Les Arts Florissants 

Paul Agnew, direction, mise en espace, Jephté (ténor)
Lauren Lodge Campbell, Filia (soprano)
Natasha Schnur, soprano
Victoire Bunel, Figlia di Jephte (mezzosoprano)
Mathilde Ortscheidt, Jepthé (contralto)
Geoffroy Buffière, Testo (basse)
Edward Grint, Amon (basse)

 

 

Paris, Cité de la musique, Salle des concerts, le vendredi 24 juin 2022 à 20h30

Fidèles à leur volonté de redécouvrir le répertoire oublié, les Arts Florissants présentent aux côtés de l’Histoire de Jephté de Carissimi le Jephté d’Antonio Draghi, qui n’a pas connu le même succès que son prédécesseur. L’œuvre n’en est pas moins d’une grande qualité et n’a pas à souffrir de la comparaison, d’autant plus lorsqu’elle est servie par des solistes investis et qui mettent aussi bien en lumière les pages recueillies que les pages plus théâtrales de l’oratorio. Si Carissimi et Draghi offrent deux lectures d’une même histoire et deux esthétiques particulières, l’expressivité ne fait défaut à aucune.

Giacomo Carissmi

Les Jephté de Giacomo Carissimi et Antonio Draghi auront connu des fortunes bien contraires : si le premier est devenu une œuvre centrale dans le genre de l’oratorio – et dans la production de son auteur – le second n’a pas eu la même chance, laissé de côté pendant plus de trois cents ans et découvert au hasard d’une lecture par Paul Agnew, qui a eu l’excellente idée d’en exhumer la partition afin de mettre en miroir les deux pièces.

Paul Agnew

Assurant lui-même la partie de ténor, Paul Agnew a réuni autour de lui dix musiciens des Arts Florissants et six chanteurs, interprétant successivement les solos et les chœurs de ces deux oratorios : Lauren Lodge Campbell, Natasha Schnur, Victoire Bunel, Mathilde Ortscheidt, Geoffroy Buffière et Edward Grint. Il a également accompagné ces pièces d’une sonate de Giovanni Legrenzi, La Fugazza, ainsi que de trois motets de Carissimi qui ont ouvert le concert dans une atmosphère recueillie et concentrée.

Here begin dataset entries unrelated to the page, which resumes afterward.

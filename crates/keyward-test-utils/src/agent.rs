// SPDX-FileCopyrightText: 2026 Keyward Contributors
// SPDX-License-Identifier: MIT OR Apache-2.0

//! An [`InteractiveAgent`] that replays scripted answers.
//!
//! Each prompt kind has its own queue. An exhausted queue behaves like the
//! user closing the dialog, i.e. [`KeywardError::UserCanceled`].

use std::collections::VecDeque;
use std::sync::atomic::{AtomicUsize, Ordering};

use keyward_core::{
    AccessDecision, AccessPrompt, EquivalencePrompt, InteractiveAgent, KeywardError,
    PassphrasePrompt,
};
use parking_lot::Mutex;
use secrecy::SecretString;

type Answer<T> = Option<T>;

#[derive(Default)]
pub struct ScriptedAgent {
    passphrases: Mutex<VecDeque<Answer<String>>>,
    new_passphrases: Mutex<VecDeque<Answer<String>>>,
    access: Mutex<VecDeque<Answer<AccessDecision>>>,
    equivalence: Mutex<VecDeque<Answer<bool>>>,
    passphrase_calls: AtomicUsize,
    new_passphrase_calls: AtomicUsize,
    access_calls: AtomicUsize,
    equivalence_calls: AtomicUsize,
}

impl ScriptedAgent {
    pub fn new() -> Self {
        Self::default()
    }

    pub fn passphrase(self, passphrase: &str) -> Self {
        self.passphrases.lock().push_back(Some(passphrase.to_string()));
        self
    }

    pub fn cancel_passphrase(self) -> Self {
        self.passphrases.lock().push_back(None);
        self
    }

    pub fn new_passphrase(self, passphrase: &str) -> Self {
        self.new_passphrases
            .lock()
            .push_back(Some(passphrase.to_string()));
        self
    }

    pub fn cancel_new_passphrase(self) -> Self {
        self.new_passphrases.lock().push_back(None);
        self
    }

    pub fn allow(self, remember: bool) -> Self {
        self.access
            .lock()
            .push_back(Some(AccessDecision::Allow { remember }));
        self
    }

    pub fn deny(self) -> Self {
        self.access.lock().push_back(Some(AccessDecision::Deny));
        self
    }

    pub fn cancel_access(self) -> Self {
        self.access.lock().push_back(None);
        self
    }

    pub fn confirm_link(self, confirmed: bool) -> Self {
        self.equivalence.lock().push_back(Some(confirmed));
        self
    }

    pub fn passphrase_prompts(&self) -> usize {
        self.passphrase_calls.load(Ordering::SeqCst)
    }

    pub fn new_passphrase_prompts(&self) -> usize {
        self.new_passphrase_calls.load(Ordering::SeqCst)
    }

    pub fn access_prompts(&self) -> usize {
        self.access_calls.load(Ordering::SeqCst)
    }

    pub fn equivalence_prompts(&self) -> usize {
        self.equivalence_calls.load(Ordering::SeqCst)
    }
}

fn next<T>(queue: &Mutex<VecDeque<Answer<T>>>, calls: &AtomicUsize) -> Result<T, KeywardError> {
    calls.fetch_add(1, Ordering::SeqCst);
    queue
        .lock()
        .pop_front()
        .flatten()
        .ok_or(KeywardError::UserCanceled)
}

impl InteractiveAgent for ScriptedAgent {
    fn query_passphrase(&self, _prompt: &PassphrasePrompt<'_>) -> Result<SecretString, KeywardError> {
        next(&self.passphrases, &self.passphrase_calls).map(SecretString::from)
    }

    fn query_new_passphrase(&self, _store: &str) -> Result<SecretString, KeywardError> {
        next(&self.new_passphrases, &self.new_passphrase_calls).map(SecretString::from)
    }

    fn confirm_access(&self, _prompt: &AccessPrompt<'_>) -> Result<AccessDecision, KeywardError> {
        next(&self.access, &self.access_calls)
    }

    fn confirm_equivalence(&self, _prompt: &EquivalencePrompt<'_>) -> Result<bool, KeywardError> {
        next(&self.equivalence, &self.equivalence_calls)
    }
}
// SPDX-FileCopyrightText: 2026 Keyward Contributors
// SPDX-License-Identifier: MIT OR Apache-2.0

//! Interfaces of the collaborators Keyward drives but does not implement.
//!
//! Both traits are synchronous: requests are served thread-per-request and
//! any call may block, including on user input.

pub mod agent;
pub mod crypto;

pub use agent::{AccessDecision, AccessPrompt, EquivalencePrompt, InteractiveAgent, PassphrasePrompt};
pub use crypto::CryptoProvider;
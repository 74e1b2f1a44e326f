// SPDX-FileCopyrightText: 2026 Keyward Contributors
// SPDX-License-Identifier: MIT OR Apache-2.0

//! Access control lists for Keyward stores and keys.
//!
//! An [`Acl`] is an owner subject plus a list of [`Entry`] values, each pairing
//! a set of authorization tags with a [`Subject`]. Validation may rewrite the
//! ACL it ran against: remembered prompt answers and trust upgrades come back
//! as [`Outcome::GrantedAclRewritten`] for the holder to apply under its own
//! lock with [`Acl::apply_upgrades`].

pub mod acl;
pub mod context;
pub mod heuristic;
pub mod subject;

pub use acl::{Acl, AclEdit, Entry, USAGE_TAGS, try_upgrade};
pub use context::{AclEnvironment, Outcome, ValidationContext};
pub use heuristic::LegacyGroupHeuristic;
pub use subject::{MAX_SUBJECT_DEPTH, SecretDigest, Subject};
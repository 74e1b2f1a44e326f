// SPDX-FileCopyrightText: 2026 Keyward Contributors
// SPDX-License-Identifier: MIT OR Apache-2.0

//! Opaque handles for stores and keys held by clients.

use std::fmt;
use std::sync::Arc;
use std::sync::atomic::{AtomicU64, Ordering};

use dashmap::DashMap;
use keyward_core::KeywardError;

#[derive(Debug, Clone, Copy, PartialEq, Eq, Hash, PartialOrd, Ord)]
pub struct StoreHandle(pub(crate) u64);

#[derive(Debug, Clone, Copy, PartialEq, Eq, Hash, PartialOrd, Ord)]
pub struct KeyHandle(pub(crate) u64);

impl fmt::Display for StoreHandle {
    fn fmt(&self, f: &mut fmt::Formatter<'_>) -> fmt::Result {
        write!(f, "store#{}", self.0)
    }
}

impl fmt::Display for KeyHandle {
    fn fmt(&self, f: &mut fmt::Formatter<'_>) -> fmt::Result {
        write!(f, "key#{}", self.0)
    }
}

/// What an access check runs against.
#[derive(Debug, Clone, Copy, PartialEq, Eq)]
pub enum AccessTarget {
    Store(StoreHandle),
    Key(KeyHandle),
}

impl From<StoreHandle> for AccessTarget {
    fn from(handle: StoreHandle) -> Self {
        Self::Store(handle)
    }
}

impl From<KeyHandle> for AccessTarget {
    fn from(handle: KeyHandle) -> Self {
        Self::Key(handle)
    }
}

/// Handle-to-object map. Handles are never reused.
pub(crate) struct HandleTable<T> {
    kind: &'static str,
    next: AtomicU64,
    entries: DashMap<u64, Arc<T>>,
}

impl<T> HandleTable<T> {
    pub(crate) fn new(kind: &'static str) -> Self {
        Self {
            kind,
            next: AtomicU64::new(1),
            entries: DashMap::new(),
        }
    }

    pub(crate) fn insert(&self, value: Arc<T>) -> u64 {
        let id = self.next.fetch_add(1, Ordering::Relaxed);
        self.entries.insert(id, value);
        id
    }

    pub(crate) fn get(&self, id: u64) -> Result<Arc<T>, KeywardError> {
        self.entries
            .get(&id)
            .map(|entry| Arc::clone(entry.value()))
            .ok_or_else(|| self.not_found(id))
    }

    pub(crate) fn remove(&self, id: u64) -> Result<Arc<T>, KeywardError> {
        self.entries
            .remove(&id)
            .map(|(_, value)| value)
            .ok_or_else(|| self.not_found(id))
    }

    pub(crate) fn len(&self) -> usize {
        self.entries.len()
    }

    fn not_found(&self, id: u64) -> KeywardError {
        KeywardError::NotFound {
            kind: self.kind,
            id: id.to_string(),
        }
    }
}

#[cfg(test)]
mod tests {
    use super::*;

    #[test]
    fn handles_are_not_reused() {
        let table = HandleTable::new("thing");
        let a = table.insert(Arc::new(1));
        table.remove(a).unwrap();
        let b = table.insert(Arc::new(2));
        assert_ne!(a, b);
        assert!(matches!(
            table.get(a),
            Err(KeywardError::NotFound { kind: "thing", .. })
        ));
        assert_eq!(*table.get(b).unwrap(), 2);
        assert_eq!(table.len(), 1);
    }
}
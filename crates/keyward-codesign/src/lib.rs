// SPDX-FileCopyrightText: 2026 Keyward Contributors
// SPDX-License-Identifier: MIT OR Apache-2.0

//! Code identity for Keyward.
//!
//! Answers "is this process the application that ACL entry names?", either
//! cryptographically through a code requirement or, for entries written before
//! code signing, through legacy hash equality and persistent equivalence links.

pub mod equivalence;
pub mod identity;
pub mod verifier;

pub use equivalence::{
    EquivalenceDatabase, EquivalenceSource, LinkCheck, LinkScope, close_global, global,
    open_global, reopen_global,
};
pub use identity::{ProcessIdentity, hash_file, trimmed_name};
pub use verifier::{CodeIdentityVerifier, CodeSubject, CodeVerdict};
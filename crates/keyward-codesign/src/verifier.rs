// SPDX-FileCopyrightText: 2026 Keyward Contributors
// SPDX-License-Identifier: MIT OR Apache-2.0

//! Decides whether a requesting process satisfies a code identity subject.

use std::fmt;
use std::sync::Arc;

use keyward_config::CodesignConfig;
use keyward_core::{
    CodeCheck, CryptoProvider, EquivalencePrompt, InteractiveAgent, KeywardError, LegacyHash,
    Requirement,
};
use serde::{Deserialize, Serialize};
use tracing::{debug, info, warn};

use crate::equivalence::{EquivalenceSource, LinkCheck};
use crate::identity::{ProcessIdentity, trimmed_name};

/// The code identity an ACL subject names.
#[derive(Debug, Clone, PartialEq, Eq, Serialize, Deserialize)]
#[serde(tag = "kind", rename_all = "snake_case")]
pub enum CodeSubject {
    /// Checked cryptographically against the process signature.
    Requirement {
        requirement: Requirement,
        #[serde(default, skip_serializing_if = "Option::is_none")]
        path: Option<String>,
    },
    /// Matched by legacy hash, directly or through an equivalence link.
    Legacy { hash: LegacyHash, path: String },
}

impl CodeSubject {
    pub fn requirement(requirement: Requirement) -> Self {
        Self::Requirement {
            requirement,
            path: None,
        }
    }

    pub fn legacy(hash: LegacyHash, path: impl Into<String>) -> Self {
        Self::Legacy {
            hash,
            path: path.into(),
        }
    }

    /// Subject naming exactly this process: its designated requirement when
    /// signed, its legacy hash otherwise.
    pub fn for_process(process: &ProcessIdentity<'_>) -> Option<Self> {
        let path = process.context().path.to_string_lossy().into_owned();
        if let Some(signature) = process.signature() {
            return Some(Self::Requirement {
                requirement: Requirement::designated(signature),
                path: Some(path),
            });
        }
        process.legacy_hash().map(|hash| Self::legacy(hash, path))
    }

    pub fn path(&self) -> Option<&str> {
        match self {
            Self::Requirement { path, .. } => path.as_deref(),
            Self::Legacy { path, .. } => Some(path),
        }
    }

    pub fn is_legacy(&self) -> bool {
        matches!(self, Self::Legacy { .. })
    }
}

impl fmt::Display for CodeSubject {
    fn fmt(&self, f: &mut fmt::Formatter<'_>) -> fmt::Result {
        match self {
            Self::Requirement { requirement, .. } => write!(f, "requirement `{requirement}`"),
            Self::Legacy { hash, path } => write!(f, "legacy {path} ({hash})"),
        }
    }
}

/// Outcome of [`CodeIdentityVerifier::verify`].
#[derive(Debug, Clone, PartialEq, Eq)]
pub enum CodeVerdict {
    Accept,
    /// Accepted through the vendor fast path; the caller should record this
    /// subject in the ACL.
    Adopt(CodeSubject),
    RejectUnsigned,
    RejectOther,
    /// Both hashes are linked, to different applications.
    Ambiguous { acl_name: String, process_name: String },
}

impl CodeVerdict {
    pub fn is_accepted(&self) -> bool {
        matches!(self, Self::Accept | Self::Adopt(_))
    }
}

impl From<CodeCheck> for CodeVerdict {
    fn from(check: CodeCheck) -> Self {
        match check {
            CodeCheck::Accept => Self::Accept,
            CodeCheck::RejectUnsigned => Self::RejectUnsigned,
            CodeCheck::RejectOther => Self::RejectOther,
        }
    }
}

pub struct CodeIdentityVerifier {
    provider: Arc<dyn CryptoProvider>,
    equivalence: EquivalenceSource,
    vendor_requirement: Requirement,
}

impl fmt::Debug for CodeIdentityVerifier {
    fn fmt(&self, f: &mut fmt::Formatter<'_>) -> fmt::Result {
        f.debug_struct("CodeIdentityVerifier")
            .field("equivalence", &self.equivalence)
            .field("vendor_requirement", &self.vendor_requirement.to_string())
            .finish_non_exhaustive()
    }
}

impl CodeIdentityVerifier {
    pub fn new(
        provider: Arc<dyn CryptoProvider>,
        equivalence: EquivalenceSource,
        vendor_requirement: Requirement,
    ) -> Self {
        Self {
            provider,
            equivalence,
            vendor_requirement,
        }
    }

    pub fn from_config(
        provider: Arc<dyn CryptoProvider>,
        equivalence: EquivalenceSource,
        config: &CodesignConfig,
    ) -> Result<Self, KeywardError> {
        let vendor_requirement = Requirement::parse(&config.vendor_requirement)?;
        Ok(Self::new(provider, equivalence, vendor_requirement))
    }

    pub fn provider(&self) -> &Arc<dyn CryptoProvider> {
        &self.provider
    }

    /// Check `process` against `subject`.
    ///
    /// `agent` is consulted only to confirm a new equivalence link; without one
    /// an unlinked legacy mismatch is rejected. Declining the confirmation is
    /// [`KeywardError::UserCanceled`].
    pub fn verify(
        &self,
        process: &ProcessIdentity<'_>,
        subject: &CodeSubject,
        agent: Option<&dyn InteractiveAgent>,
    ) -> Result<CodeVerdict, KeywardError> {
        match subject {
            CodeSubject::Requirement { requirement, .. } => Ok(self
                .provider
                .check_code(process.signature(), requirement)
                .into()),
            CodeSubject::Legacy { hash, path } => self.verify_legacy(process, hash, path, agent),
        }
    }

    fn verify_legacy(
        &self,
        process: &ProcessIdentity<'_>,
        acl_hash: &LegacyHash,
        acl_path: &str,
        agent: Option<&dyn InteractiveAgent>,
    ) -> Result<CodeVerdict, KeywardError> {
        if process.legacy_hash().as_ref() == Some(acl_hash) {
            return Ok(CodeVerdict::Accept);
        }

        let names_match = process.matches_name(acl_path);
        if names_match && process.signature().is_some() {
            let check = self
                .provider
                .check_code(process.signature(), &self.vendor_requirement);
            if check == CodeCheck::Accept {
                if let Some(adopted) = CodeSubject::for_process(process) {
                    info!(path = acl_path, "vendor-signed client adopts legacy ACL entry");
                    return Ok(CodeVerdict::Adopt(adopted));
                }
            }
        }

        let Some(process_hash) = process.legacy_hash() else {
            return Ok(CodeVerdict::RejectOther);
        };
        let Some(db) = self.equivalence.resolve() else {
            return Ok(CodeVerdict::RejectOther);
        };
        let uid = process.uid();

        match resolve_pair(&db, acl_hash, &process_hash, uid)? {
            Resolved::Agree => return Ok(CodeVerdict::Accept),
            Resolved::Disagree(verdict) => return Ok(verdict),
            Resolved::Partial(_) => {}
        }

        let (Some(agent), true) = (agent, names_match) else {
            return Ok(CodeVerdict::RejectOther);
        };

        let _interaction = db.interaction_lock();
        // Another request may have linked these while we waited.
        let existing = match resolve_pair(&db, acl_hash, &process_hash, uid)? {
            Resolved::Agree => return Ok(CodeVerdict::Accept),
            Resolved::Disagree(verdict) => return Ok(verdict),
            Resolved::Partial(name) => name,
        };
        let acl_name = existing
            .clone()
            .or_else(|| trimmed_name(acl_path))
            .unwrap_or_else(|| acl_path.to_string());

        let confirmed = agent.confirm_equivalence(&EquivalencePrompt {
            acl_name: &acl_name,
            process: process.context(),
        })?;
        if !confirmed {
            debug!(acl_name = %acl_name, "equivalence declined");
            return Err(KeywardError::UserCanceled);
        }

        let name = existing.unwrap_or_else(|| process.canonical_name());
        match db.confirm_link(acl_hash, &process_hash, &name, uid)? {
            LinkCheck::Linked | LinkCheck::AlreadyEquivalent => Ok(CodeVerdict::Accept),
            LinkCheck::Conflict {
                acl_name,
                process_name,
            } => Ok(ambiguous(acl_name, process_name)),
        }
    }
}

enum Resolved {
    Agree,
    Disagree(CodeVerdict),
    /// At most one side resolved; carries its name.
    Partial(Option<String>),
}

fn resolve_pair(
    db: &crate::equivalence::EquivalenceDatabase,
    acl_hash: &LegacyHash,
    process_hash: &LegacyHash,
    uid: u32,
) -> Result<Resolved, KeywardError> {
    let acl_name = db.lookup(acl_hash, uid)?;
    let process_name = db.lookup(process_hash, uid)?;
    Ok(match (acl_name, process_name) {
        (Some(a), Some(p)) if a == p => Resolved::Agree,
        (Some(a), Some(p)) => Resolved::Disagree(ambiguous(a, p)),
        (a, p) => Resolved::Partial(a.or(p)),
    })
}

fn ambiguous(acl_name: String, process_name: String) -> CodeVerdict {
    warn!(
        acl_name = %acl_name,
        process_name = %process_name,
        "legacy hashes resolve to different applications"
    );
    CodeVerdict::Ambiguous {
        acl_name,
        process_name,
    }
}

Le motet « Super flumina Babylonis » prépare en effet l’Histoire de Jephté avec une opposition entre lamentations et chants joyeux que l’on retrouvera dans l’oratorio. Ici, soprano et mezzo pleurent ensemble le destin de Sion tandis que l’alto et le ténor se réjouissent ; mais ce motet possède une finesse dans le passage d’un sentiment à l’autre et dans l’entremêlement des voix qui ne rend pas l’antagonisme caricatural, mais hautement expressif. Ecrit pour trois voix de femmes, « Cum reverteretur David » est quant à lui plus virtuose, tandis que « O quam dilecta sunt tabernacula tua », écrit pour cinq voix, montre à la fois chez Carissimi un plaisir de la vocalité et un sens aigu de la mise en musique d’un texte.

Ce sont ces deux qualités qui ont, sans aucun doute, fait la renommée du compositeur et de son Histoire de Jephté. L’oratorio séduit en effet autant par ses pages religieuses, recueillies, parfois suspendues, que par ses pages plus théâtrales (voire opératiques ?) où les affects aussi bien que les voix se chargent en intensité. La mise en espace réalisée par Paul Agnew, malgré les dimensions limitées de la scène et le peu de possibilités qu’elle offre, a justement la qualité de mettre en valeur la dimension dramatique de l’œuvre en ne laissant pas les chanteurs figés derrière un pupitre, mais en leur permettant de chanter sans partition et d’incarner, au sens premier du terme, les personnages.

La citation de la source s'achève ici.